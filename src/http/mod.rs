mod client;
mod format;
#[cfg(test)]
pub(crate) mod mock;
mod response;
mod retry;

pub use client::ApiClient;
pub use format::{format_error, status_code_context};
pub use response::{Envelope, ResultInfo};
pub use retry::Backoff;

use serde::{Deserialize, Serialize};

use crate::error::RemoteError;
use crate::upload::ScriptUpload;

pub const DEFAULT_API_BASE_URL: &str = "https://api.cloudflare.com/client/v4";
pub const DEFAULT_CONNECT_TIMEOUT_SECONDS: u64 = 10;
pub const DEFAULT_HTTP_TIMEOUT_SECONDS: u64 = 30;
pub const DEFAULT_MAX_RETRIES: u32 = 3;
pub const MAX_RETRIES_LIMIT: u32 = 10;
pub const KV_NAMESPACES_PER_PAGE: u32 = 100;

/// A script as the scripts endpoints describe it.
#[derive(Clone, Debug, Default, Deserialize, PartialEq, Serialize)]
#[serde(default)]
pub struct WorkerScript {
    pub id: String,
    #[serde(skip_serializing_if = "Option::is_none")]
    pub etag: Option<String>,
    #[serde(skip_serializing_if = "Option::is_none")]
    pub created_on: Option<String>,
    #[serde(skip_serializing_if = "Option::is_none")]
    pub modified_on: Option<String>,
    #[serde(skip_serializing_if = "Option::is_none")]
    pub usage_model: Option<String>,
}

#[derive(Clone, Debug, Deserialize, PartialEq, Serialize)]
pub struct WorkersKvNamespace {
    pub id: String,
    pub title: String,
}

#[derive(Clone, Debug, Deserialize, PartialEq, Serialize)]
pub struct WorkersRoute {
    pub id: String,
    pub pattern: String,
    #[serde(default)]
    pub script: Option<String>,
}

#[derive(Clone, Debug, Deserialize, PartialEq, Serialize)]
pub struct Schedule {
    pub cron: String,
    #[serde(default, skip_serializing_if = "Option::is_none")]
    pub created_on: Option<String>,
    #[serde(default, skip_serializing_if = "Option::is_none")]
    pub modified_on: Option<String>,
}

#[derive(Clone, Debug, Deserialize, PartialEq, Serialize)]
pub struct TokenStatus {
    pub id: String,
    pub status: String,
    #[serde(default, skip_serializing_if = "Option::is_none")]
    pub expires_on: Option<String>,
}

impl TokenStatus {
    pub fn is_active(&self) -> bool {
        self.status == "active"
    }
}

/// The calls `cfworker` makes against the Workers API.
///
/// `upload_script`, `delete_script` and the other writes are attempted exactly
/// once. Implementations may retry the reads.
pub trait WorkersApi {
    fn upload_script(&self, script_name: &str, upload: &ScriptUpload)
        -> Result<WorkerScript, RemoteError>;

    fn get_script_settings(&self, script_name: &str) -> Result<serde_json::Value, RemoteError>;

    fn list_scripts(&self) -> Result<Vec<WorkerScript>, RemoteError>;

    fn delete_script(&self, script_name: &str) -> Result<(), RemoteError>;

    fn list_kv_namespaces(&self) -> Result<Vec<WorkersKvNamespace>, RemoteError>;

    fn create_kv_namespace(&self, title: &str) -> Result<WorkersKvNamespace, RemoteError>;

    fn list_routes(&self, zone_id: &str) -> Result<Vec<WorkersRoute>, RemoteError>;

    fn create_route(
        &self,
        zone_id: &str,
        pattern: &str,
        script_name: &str,
    ) -> Result<WorkersRoute, RemoteError>;

    fn update_schedules(
        &self,
        script_name: &str,
        crons: &[String],
    ) -> Result<Vec<Schedule>, RemoteError>;

    fn verify_token(&self) -> Result<TokenStatus, RemoteError>;
}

───

* PROBLEM DETAILS *
Every line above should be written out again exactly as it stands.

* THE COMPLETED TASK *
filename src/http/mod.rs
mod client;
mod format;
#[cfg(test)]
pub(crate) mod mock;
mod response;
mod retry;

pub use client::ApiClient;
pub use format::{format_error, status_code_context};
pub use response::{Envelope, ResultInfo};
pub use retry::Backoff;

use serde::{Deserialize, Serialize};

use crate::error::RemoteError;
use crate::upload::ScriptUpload;

pub const DEFAULT_API_BASE_URL: &str = "https://api.cloudflare.com/client/v4";
pub const DEFAULT_CONNECT_TIMEOUT_SECONDS: u64 = 10;
pub const DEFAULT_HTTP_TIMEOUT_SECONDS: u64 = 30;
pub const DEFAULT_MAX_RETRIES: u32 = 3;
pub const MAX_RETRIES_LIMIT: u32 = 10;
pub const KV_NAMESPACES_PER_PAGE: u32 = 100;

/// A script as the scripts endpoints describe it.
#[derive(Clone, Debug, Default, Deserialize, PartialEq, Serialize)]
#[serde(default)]
pub struct WorkerScript {
    pub id: String,
    #[serde(skip_serializing_if = "Option::is_none")]
    pub etag: Option<String>,
    #[serde(skip_serializing_if = "Option::is_none")]
    pub created_on: Option<String>,
    #[serde(skip_serializing_if = "Option::is_none")]
    pub modified_on: Option<String>,
    #[serde(skip_serializing_if = "Option::is_none")]
    pub usage_model: Option<String>,
}

#[derive(Clone, Debug, Deserialize, PartialEq, Serialize)]
pub struct WorkersKvNamespace {
    pub id: String,
    pub title: String,
}

#[derive(Clone, Debug, Deserialize, PartialEq, Serialize)]
pub struct WorkersRoute {
    pub id: String,
    pub pattern: String,
    #[serde(default)]
    pub script: Option<String>,
}

#[derive(Clone, Debug, Deserialize, PartialEq, Serialize)]
pub struct Schedule {
    pub cron: String,
    #[serde(default, skip_serializing_if = "Option::is_none")]
    pub created_on: Option<String>,
    #[serde(default, skip_serializing_if = "Option::is_none")]
    pub modified_on: Option<String>,
}

#[derive(Clone, Debug, Deserialize, PartialEq, Serialize)]
pub struct TokenStatus {
    pub id: String,
    pub status: String,
    #[serde(default, skip_serializing_if = "Option::is_none")]
    pub expires_on: Option<String>,
}

impl TokenStatus {
    pub fn is_active(&self) -> bool {
        self.status == "active"
    }
}

/// The calls `cfworker` makes against the Workers API.
///
/// `upload_script`, `delete_script` and the other writes are attempted exactly
/// once. Implementations may retry the reads.
pub trait WorkersApi {
    fn upload_script(&self, script_name: &str, upload: &ScriptUpload)
        -> Result<WorkerScript, RemoteError>;

    fn get_script_settings(&self, script_name: &str) -> Result<serde_json::Value, RemoteError>;

    fn list_scripts(&self) -> Result<Vec<WorkerScript>, RemoteError>;

    fn delete_script(&self, script_name: &str) -> Result<(), RemoteError>;

    fn list_kv_namespaces(&self) -> Result<Vec<WorkersKvNamespace>, RemoteError>;

    fn create_kv_namespace(&self, title: &str) -> Result<WorkersKvNamespace, RemoteError>;

    fn list_routes(&self, zone_id: &str) -> Result<Vec<WorkersRoute>, RemoteError>;

    fn create_route(
        &self,
        zone_id: &str,
        pattern: &str,
        script_name: &str,
    ) -> Result<WorkersRoute, RemoteError>;

    fn update_schedules(
        &self,
        script_name: &str,
        crons: &[String],
    ) -> Result<Vec<Schedule>, RemoteError>;

    fn verify_token(&self) -> Result<TokenStatus, RemoteError>;
}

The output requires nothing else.